Business | Economy
Philippines slashes rates as strong peso curbs inflation
The Philippine central bank pared its overnight rates by 25 basis points on Thursday, as expected, as a strong peso and slowing money supply growth helped offset inflation pressure from rising fuel costs.
Manila: The Philippine central bank pared its overnight rates by 25 basis points on Thursday, as expected, as a strong peso and slowing money supply growth helped offset inflation pressure from rising fuel costs.
The cut was the third reduction this year and analysts said the threat from rising oil prices, now hovering around $94 a barrel, limited the scope for more cuts in the near term.
Governor Amando Tetangco told reporters he expected inflation next year to remain near the lower end of a 3-5 per cent range and said inflation risks were "manageable".
But some economists detected a hardening of tone on price risks. "I think the central bank's comments were less dovish than recently," said Frances Cheung, economist with Standard Chartered Bank in Hong Kong. "I think he is acknowledging the upside risk to inflation from oil prices."
Seven out of 11 analysts had forecast the central bank would cut rates by 25 basis points this week.
Immediate effect
The cut takes effect immediately and brings the overnight borrowing rate to 5.5 per cent. The overnight lending rate was cut to 7.5 per cent from 7.75 per cent.

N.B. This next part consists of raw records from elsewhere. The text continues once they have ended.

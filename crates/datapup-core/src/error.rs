//! Error types shared across datapup crates.

use std::fmt;
use std::num::ParseIntError;
use std::str::Utf8Error;

use thiserror::Error;

/// Stable error codes for daemon-level failures.
#[derive(Debug, Clone, Copy, PartialEq, Eq)]
pub enum ErrorKind {
    /// Socket could not be bound. Fatal at startup.
    Bind,
    /// A single datagram read failed.
    Receive,
    /// Invalid configuration.
    Config,
    /// Unsupported config version.
    UnsupportedVersion,
    /// Internal error.
    Internal,
}

impl ErrorKind {
    /// String representation used in logs and tests.
    pub fn as_str(self) -> &'static str {
        match self {
            ErrorKind::Bind => "BIND",
            ErrorKind::Receive => "RECEIVE",
            ErrorKind::Config => "CONFIG",
            ErrorKind::UnsupportedVersion => "UNSUPPORTED_VERSION",
            ErrorKind::Internal => "INTERNAL",
        }
    }
}

/// Shared result type.
pub type Result<T> = std::result::Result<T, DatapupError>;

/// Unified error type used by core and daemon.
#[derive(Debug, Error)]
pub enum DatapupError {
    #[error("bind failed: {0}")]
    Bind(String),
    #[error("receive failed: {0}")]
    Receive(String),
    #[error("invalid config: {0}")]
    Config(String),
    #[error("unsupported config version")]
    UnsupportedVersion,
    #[error("internal: {0}")]
    Internal(String),
}

impl DatapupError {
    pub fn kind(&self) -> ErrorKind {
        match self {
            DatapupError::Bind(_) => ErrorKind::Bind,
            DatapupError::Receive(_) => ErrorKind::Receive,
            DatapupError::Config(_) => ErrorKind::Config,
            DatapupError::UnsupportedVersion => ErrorKind::UnsupportedVersion,
            DatapupError::Internal(_) => ErrorKind::Internal,
        }
    }

    /// Only a bind failure stops the daemon once it is configured.
    pub fn is_fatal(&self) -> bool {
        matches!(self, DatapupError::Bind(_))
    }
}

/// Stable codes for per-line parse failures.
#[derive(Debug, Clone, Copy, PartialEq, Eq, Hash)]
pub enum ParseErrorKind {
    Empty,
    MissingValue,
    InvalidValue,
    InvalidEncoding,
}

impl ParseErrorKind {
    pub fn as_str(self) -> &'static str {
        match self {
            ParseErrorKind::Empty => "EMPTY",
            ParseErrorKind::MissingValue => "MISSING_VALUE",
            ParseErrorKind::InvalidValue => "INVALID_VALUE",
            ParseErrorKind::InvalidEncoding => "INVALID_ENCODING",
        }
    }
}

/// Failure to turn one metric line into a `(name, delta)` pair.
///
/// Each variant keeps the offending line so reports can quote it verbatim.
#[derive(Debug, Clone, PartialEq, Eq, Error)]
pub enum ParseError {
    #[error("invalid metric: \"{line}\"")]
    Empty { line: String },
    #[error("invalid name/value pair: \"{line}\"")]
    MissingValue { line: String },
    #[error("can not convert value to int: \"{line}\", {source}")]
    InvalidValue {
        line: String,
        #[source]
        source: ParseIntError,
    },
    /// The line is not valid UTF-8. `line` is a lossy rendering for reports.
    #[error("invalid utf-8 in metric: \"{line}\", {source}")]
    InvalidEncoding {
        line: String,
        #[source]
        source: Utf8Error,
    },
}

impl ParseError {
    pub fn kind(&self) -> ParseErrorKind {
        match self {
            ParseError::Empty { .. } => ParseErrorKind::Empty,
            ParseError::MissingValue { .. } => ParseErrorKind::MissingValue,
            ParseError::InvalidValue { .. } => ParseErrorKind::InvalidValue,
            ParseError::InvalidEncoding { .. } => ParseErrorKind::InvalidEncoding,
        }
    }

    /// The raw line that failed to parse.
    pub fn line(&self) -> &str {
        match self {
            ParseError::Empty { line }
            | ParseError::MissingValue { line }
            | ParseError::InvalidValue { line, .. }
            | ParseError::InvalidEncoding { line, .. } => line,
        }
    }
}

/// One failed line inside a datagram.
#[derive(Debug, Clone, PartialEq, Eq)]
pub struct LineFailure {
    pub line: String,
    pub error: ParseError,
}

impl fmt::Display for LineFailure {
    fn fmt(&self, f: &mut fmt::Formatter<'_>) -> fmt::Result {
        write!(f, "error processing metric: \"{}\", {}", self.line, self.error)
    }
}

/// Batch-level error for a single datagram.
///
/// Displays every failed line, newline-joined, in the order the lines appeared.
#[derive(Debug, Clone, PartialEq, Eq)]
pub struct AggregateError {
    failures: Vec<LineFailure>,
}

impl AggregateError {
    /// Returns `None` when nothing failed.
    pub fn from_failures(failures: Vec<LineFailure>) -> Option<Self> {
        if failures.is_empty() {
            None
        } else {
            Some(Self { failures })
        }
    }

    pub fn failures(&self) -> &[LineFailure] {
        &self.failures
    }

    pub fn len(&self) -> usize {
        self.failures.len()
    }

    pub fn is_empty(&self) -> bool {
        self.failures.is_empty()
    }
}

impl fmt::Display for AggregateError {
    fn fmt(&self, f: &mut fmt::Formatter<'_>) -> fmt::Result {
        for (i, failure) in self.failures.iter().enumerate() {
            if i > 0 {
                f.write_str("\n")?;
            }
            write!(f, "{failure}")?;
        }
        Ok(())
    }
}

impl std::error::Error for AggregateError {}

The peso, Asia's best-performing currency against the dollar so far this year, and a slowdown in money supply growth to a 17-month low in September of 11.4 per cent, have helped keep Philippine inflation in check.

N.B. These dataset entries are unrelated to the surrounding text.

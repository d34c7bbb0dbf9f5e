//! Aggregator behavior: accumulation, isolation, and error reports.

#![allow(clippy::unwrap_used)]
#![allow(clippy::expect_used)]
#![allow(clippy::panic)]

use datapup_core::error::ParseErrorKind;
use datapup_core::Aggregator;

#[test]
fn totals_are_sums_of_applied_deltas() {
    let mut agg = Aggregator::new();
    for d in [3, -1, 10, 0, -2] {
        agg.parse_and_apply(&format!("req:{d}")).unwrap();
    }
    assert_eq!(agg.get("req"), Some(10));
    assert_eq!(agg.len(), 1);
}

#[test]
fn failed_line_does_not_touch_counters() {
    let mut agg = Aggregator::new();
    agg.parse_and_apply("a:4").unwrap();

    let err = agg.parse_and_apply("a:four").unwrap_err();
    assert_eq!(err.kind(), ParseErrorKind::InvalidValue);
    assert_eq!(agg.get("a"), Some(4));

    let err = agg.parse_and_apply("bogus").unwrap_err();
    assert_eq!(err.kind(), ParseErrorKind::MissingValue);
    assert_eq!(agg.get("bogus"), None);
}

#[test]
fn batch_error_text_is_joined_in_line_order() {
    let mut agg = Aggregator::new();
    let err = agg.handle_datagram("bogus\na:1\na:x").unwrap_err();

    assert_eq!(err.len(), 2);
    assert_eq!(
        err.to_string(),
        "error processing metric: \"bogus\", invalid name/value pair: \"bogus\"\n\
         error processing metric: \"a:x\", can not convert value to int: \"a:x\", invalid digit found in string"
    );
    assert_eq!(agg.get("a"), Some(1));
}

#[test]
fn trailing_newline_reports_empty_line() {
    let mut agg = Aggregator::new();
    let err = agg.handle_datagram("a:1\n").unwrap_err();

    assert_eq!(agg.get("a"), Some(1));
    assert_eq!(err.len(), 1);
    assert_eq!(
        err.to_string(),
        "error processing metric: \"\", invalid name/value pair: \"\""
    );
}

#[test]
fn order_of_distinct_names_does_not_matter() {
    let mut left = Aggregator::new();
    let mut right = Aggregator::new();
    left.handle_datagram("a:1\nb:2\nc:3").unwrap();
    right.handle_datagram("c:3\na:1\nb:2").unwrap();
    assert_eq!(left.snapshot(), right.snapshot());
}

#[test]
fn instances_are_independent() {
    let mut a = Aggregator::new();
    let b = Aggregator::default();
    a.handle_datagram("x:1").unwrap();
    assert_eq!(a.get("x"), Some(1));
    assert!(b.is_empty());
}
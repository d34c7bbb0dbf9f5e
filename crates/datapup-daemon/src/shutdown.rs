//! Shutdown signal handling.

use std::future::Future;
use std::io;

/// Resolves when `signal` fires. If the signal cannot be installed the error
/// is logged and this never resolves, so the daemon keeps receiving.
pub async fn on_signal<F>(signal: F)
where
    F: Future<Output = io::Result<()>>,
{
    if let Err(e) = signal.await {
        tracing::error!(error = %e, "failed to install shutdown signal handler");
        std::future::pending::<()>().await;
    }
}

/// Resolves on Ctrl-C.
pub async fn ctrl_c() {
    on_signal(tokio::signal::ctrl_c()).await;
}

#[cfg(test)]
mod tests {
    use super::*;
    use std::time::Duration;

    #[tokio::test]
    async fn fired_signal_resolves() {
        let fired = tokio::time::timeout(Duration::from_secs(1), on_signal(async { Ok(()) })).await;
        assert!(fired.is_ok());
    }

    #[tokio::test]
    async fn failed_install_never_resolves() {
        let failed = on_signal(async { Err(io::Error::new(io::ErrorKind::Other, "no signals")) });
        let res = tokio::time::timeout(Duration::from_millis(50), failed).await;
        assert!(res.is_err(), "a failed handler must not trigger shutdown");
    }
}
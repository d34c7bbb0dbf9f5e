//! datapup daemon library entry.
//!
//! Wires the UDP transport, the shared aggregator state, self-metrics and the
//! optional ops HTTP server. It is consumed by the binary (`main.rs`) and by
//! integration tests.

pub mod app_state;
pub mod config;
pub mod obs;
pub mod ops;
pub mod router;
pub mod shutdown;
pub mod transport;
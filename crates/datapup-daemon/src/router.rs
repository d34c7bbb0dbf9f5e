//! Axum router wiring for the ops server.

use axum::{routing::get, Router};

use crate::{app_state::AppState, ops};

pub fn build_router(state: AppState) -> Router {
    Router::new()
        .route("/healthz", get(ops::healthz))
        .route("/readyz", get(ops::readyz))
        .route("/metrics", get(ops::metrics))
        .route("/counters", get(ops::counters))
        .with_state(state)
}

Some analysts have said the central bank was also keen on cutting rates to ease the high cost of mopping up excess money from the banking system and tempering the peso's rapid rise.
The central bank clocked up a 31.5 billion peso loss in the first half of the year, its biggest deficit since the current monetary authority was founded in 1993, as it bought dollars flooding into the country. The central bank said it would maintain the wider availability of its short-term special deposit accounts, a tool it uses to mop up domestic liquidity.